The short answer is “neither”, actually it is called “call by object” or “call by sharing”(you can check here for more info). The longer one starts with the fact that this terminology is probably not the best one to describe how Python works. In Python everything is an object and all variables hold references to objects. The values of these references are to the functions. As result you can not change the value of the reference but you can modify the object if it is mutable. Remember numbers, strings and tuples are immutable, list and dicts are mutable.

May be more clear answer will be something like this (there is no short answer):
Python works differently compared to other languages and there is no such a thing like passing an argument by reference or by value. If we want to compare it it will be closer to passing by reference because the object is not copied into memory instead a new name is assigned to it. I say closer and this does not mean exact because in other languages where you can pass an argument by reference, you can modify the value. In Python you also have the ability to modify the passed object but only if it is mutable type (like lists, dicts, sets, etc.). If the type of the passed object is string or int or tuple or some other kind of immutable type you can not modify it in the function.

2.Do you know what list and dict comprehensions are? Can you give an example?

List/Dict comprehensions are syntax constructions to ease the creation of a list/dict based on existing iterable. According to the 3rd edition of “Learning Python” list comprehensions are generally faster than normal loops but this is something that may change between releases. Examples:

# simple iteration
a = []
for x in range(10):
a.append(x*2)
# a == [0, 2, 4, 6, 8, 10, 12, 14, 16, 18]

# list comprehension
a = [x*2 for x in range(10)]

# dict comprehension
a = {x: x*2 for x in range(10)}
# a == {0: 0, 1: 2, 2: 4, 3: 6, 4: 8, 5: 10, 6: 12, 7: 14, 8: 16, 9: 18}
3.What is PEP 8?

PEP 8 is a coding convention(a set of recommendations) how to write your Python code in order to make it more readable and useful for those after you. For more information check PEP 8.
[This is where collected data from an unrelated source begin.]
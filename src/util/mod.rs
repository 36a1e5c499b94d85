pub mod alphabet;
pub mod logging;
use anyhow::{anyhow, Result};
use clap::{Args, Parser, Subcommand};
use serde::Serialize;

use fm_search::index::bwt::inverse_transform;
use fm_search::index::fm::{FmIndex, IndexStats};
use fm_search::index::IndexConfig;
use fm_search::io::dataset::{read_dataset, Dataset};
use fm_search::search::QueryDispatcher;
use fm_search::util::logging::init_logging;

#[cfg(not(target_env = "msvc"))]
#[global_allocator]
static GLOBAL: tikv_jemallocator::Jemalloc = tikv_jemallocator::Jemalloc;

#[derive(Parser, Debug)]
#[command(name = "fm-search", author, version, about = "BWT / FM-index multi-pattern search", arg_required_else_help = true)]
struct Cli {
    /// Enable debug-level logging
    #[arg(short, long, global = true)]
    verbose: bool,
    #[command(subcommand)]
    command: Commands,
}

#[derive(Args, Debug)]
struct IndexArgs {
    /// Dataset file: text line, then pattern lines (approx: optional trailing mismatch bound)
    dataset: String,
    /// Occ checkpoint interval (C)
    #[arg(short = 'c', long = "checkpoint", default_value_t = 128)]
    checkpoint: usize,
    /// Suffix array sampling interval (K)
    #[arg(short = 'k', long = "sample", default_value_t = 32)]
    sample: usize,
    /// Sentinel symbol terminating the text
    #[arg(long, default_value_t = '$')]
    sentinel: char,
    /// Worker threads (0 = rayon default)
    #[arg(short = 't', long = "threads", default_value_t = 1)]
    threads: usize,
    /// Print a JSON report instead of plain positions
    #[arg(long)]
    json: bool,
}

#[derive(Subcommand, Debug)]
enum Commands {
    /// Print the Burrows-Wheeler transform of the dataset text
    Bwt {
        dataset: String,
        #[arg(long, default_value_t = '$')]
        sentinel: char,
    },
    /// Reconstruct the text from a BWT string
    Inverse {
        dataset: String,
        #[arg(long, default_value_t = '$')]
        sentinel: char,
    },
    /// Count exact occurrences of every pattern
    Count(IndexArgs),
    /// Report exact match positions of all patterns
    Search(IndexArgs),
    /// Report positions matching with at most d mismatches
    Approx {
        #[command(flatten)]
        args: IndexArgs,
        /// Mismatch bound (defaults to the dataset's trailing integer line)
        #[arg(short = 'd', long = "mismatches")]
        mismatches: Option<usize>,
    },
}

#[derive(Serialize)]
struct Report<'a, T: Serialize> {
    command: &'static str,
    config: &'a IndexConfig,
    stats: IndexStats,
    #[serde(skip_serializing_if = "Option::is_none")]
    max_mismatches: Option<usize>,
    patterns: Vec<String>,
    results: T,
}

fn main() -> Result<()> {
    let cli = Cli::parse();
    init_logging(if cli.verbose { log::LevelFilter::Debug } else { log::LevelFilter::Info });

    match cli.command {
        Commands::Bwt { dataset, sentinel } => run_bwt(&dataset, sentinel_byte(sentinel)?),
        Commands::Inverse { dataset, sentinel } => run_inverse(&dataset, sentinel_byte(sentinel)?),
        Commands::Count(args) => run_query("count", &args, None),
        Commands::Search(args) => run_query("search", &args, None),
        Commands::Approx { args, mismatches } => {
            let d = mismatches.map_or(Bound::FromDataset, Bound::Given);
            run_query("approx", &args, Some(d))
        }
    }
}

/// 错配上限来源
#[derive(Debug, Clone, Copy)]
enum Bound {
    Given(usize),
    FromDataset,
}

fn sentinel_byte(c: char) -> Result<u8> {
    u8::try_from(c)
        .ok()
        .filter(u8::is_ascii)
        .ok_or_else(|| anyhow!("sentinel '{}' must be a single ASCII character", c))
}

fn run_bwt(path: &str, sentinel: u8) -> Result<()> {
    let ds = read_dataset(path, false)?;
    let config = IndexConfig::default().with_sentinel(sentinel);
    let fm = FmIndex::build(&ds.terminated_text(sentinel), &config)?;
    println!("{}", String::from_utf8_lossy(&fm.bwt_string()));
    Ok(())
}

fn run_inverse(path: &str, sentinel: u8) -> Result<()> {
    let ds = read_dataset(path, false)?;
    let text = inverse_transform(&ds.text, sentinel)?;
    println!("{}", String::from_utf8_lossy(&text));
    Ok(())
}

fn run_query(command: &'static str, args: &IndexArgs, bound: Option<Bound>) -> Result<()> {
    let sentinel = sentinel_byte(args.sentinel)?;
    let config = IndexConfig::new(args.checkpoint, args.sample).with_sentinel(sentinel);
    let ds = read_dataset(&args.dataset, bound.is_some())?;
    if ds.patterns.is_empty() {
        anyhow::bail!("dataset '{}' contains no patterns", args.dataset);
    }
    let max_mismatches = match bound {
        None => None,
        Some(Bound::Given(d)) => Some(d),
        Some(Bound::FromDataset) => Some(
            ds.mismatches
                .ok_or_else(|| anyhow!("no mismatch bound given and dataset '{}' has none", args.dataset))?,
        ),
    };

    let fm = FmIndex::build(&ds.terminated_text(sentinel), &config)
        .map_err(|e| anyhow!("cannot build index for '{}': {}", args.dataset, e))?;
    let qd = QueryDispatcher::new(&fm, args.threads)?;

    let results: Vec<usize> = match (command, max_mismatches) {
        ("count", _) => qd.count_all(&ds.patterns)?,
        (_, Some(d)) => qd.find_all_approx(&ds.patterns, d)?,
        (_, None) => qd.find_all(&ds.patterns)?,
    };

    if args.json {
        print_report(command, &config, &fm, max_mismatches, &ds, results)
    } else {
        println!("{}", join(&results));
        Ok(())
    }
}

fn print_report(
    command: &'static str,
    config: &IndexConfig,
    fm: &FmIndex,
    max_mismatches: Option<usize>,
    ds: &Dataset,
    results: Vec<usize>,
) -> Result<()> {
    let report = Report {
        command,
        config,
        stats: fm.stats(),
        max_mismatches,
        patterns: ds.patterns.iter().map(|p| String::from_utf8_lossy(p).into_owned()).collect(),
        results,
    };
    println!("{}", serde_json::to_string_pretty(&report)?);
    Ok(())
}

fn join(values: &[usize]) -> String {
    values.iter().map(ToString::to_string).collect::<Vec<_>>().join(" ")
}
4.Do you use virtual environments?

I personally and most(by my observation) of the Python developers find the virtual environment tool extremely useful. Yeah, probably you can live without it but this will make the work and support of multiple projects that requires different package versions a living hell.

5.Can you sum all of the elements in the list, how about to multuply them and get the result?
# the basic way
s = 0
for x in range(10):
s += x

# the right way
s = sum(range(10))


# the basic way
s = 1
for x in range(1, 10):
s = s * x

# the other way, this cool!!!
from operator import mul
reduce(mul, range(1, 10))

As for the last example, I know Guido van Rossum is not a fan of reduce, more info here, but still for some simple tasks reduce can come quite handy.

6.Do you know what is the difference between lists and tuples? Can you give me an example for their usage?

First list are mutable while tuples are not, and second tuples can be hashed e.g. to be used as keys for dictionaries. As an example of their usage, tuples are used when the order of the elements in the sequence matters e.g. a geographic coordinates, “list” of points in a path or route, or set of actions that should be executed in specific order. Don’t forget that you can use them a dictionary keys. For everything else use lists.

7.Do you know the difference between range and xrange?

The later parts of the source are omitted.